• Problem to work on: Scan the data. Collect each line that contains the word "TABLE".

• Records for the exercise:
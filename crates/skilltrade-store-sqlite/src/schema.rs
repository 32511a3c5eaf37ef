//! SQL schema for the SkillTrade SQLite backend.
//!
//! Executed once at connection startup. Future migrations will be gated on
//! `PRAGMA user_version`.

/// Full schema DDL; idempotent thanks to `CREATE TABLE IF NOT EXISTS`.
pub const SCHEMA: &str = "
PRAGMA journal_mode = WAL;
PRAGMA foreign_keys = ON;

CREATE TABLE IF NOT EXISTS accounts (
    account_id         TEXT PRIMARY KEY,
    email              TEXT NOT NULL UNIQUE,   -- trimmed, lower-cased
    password_hash      TEXT NOT NULL,          -- argon2 PHC string
    email_confirmed_at TEXT,
    created_at         TEXT NOT NULL
);

-- The session this installation is signed in as. At most one row.
CREATE TABLE IF NOT EXISTS sessions (
    slot       INTEGER PRIMARY KEY CHECK (slot = 1),
    account_id TEXT NOT NULL REFERENCES accounts(account_id) ON DELETE CASCADE,
    started_at TEXT NOT NULL
);

CREATE TABLE IF NOT EXISTS profiles (
    profile_id       TEXT PRIMARY KEY,
    user_id          TEXT NOT NULL UNIQUE REFERENCES accounts(account_id),
    name             TEXT NOT NULL,
    email            TEXT NOT NULL,
    bio              TEXT,
    location         TEXT,
    profile_picture  TEXT,
    skills_i_have    TEXT NOT NULL DEFAULT '[]',   -- JSON array, order kept
    skills_i_want    TEXT NOT NULL DEFAULT '[]',
    top_skills       TEXT NOT NULL DEFAULT '[]',
    experience_level TEXT,                         -- snake_case variant name
    availability     TEXT,
    preferred_work   TEXT,
    created_at       TEXT NOT NULL,
    updated_at       TEXT NOT NULL
);

PRAGMA user_version = 1;
";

• Response:
/// Full schema DDL; idempotent thanks to `CREATE TABLE IF NOT EXISTS`.
CREATE TABLE IF NOT EXISTS accounts (
CREATE TABLE IF NOT EXISTS sessions (
CREATE TABLE IF NOT EXISTS profiles (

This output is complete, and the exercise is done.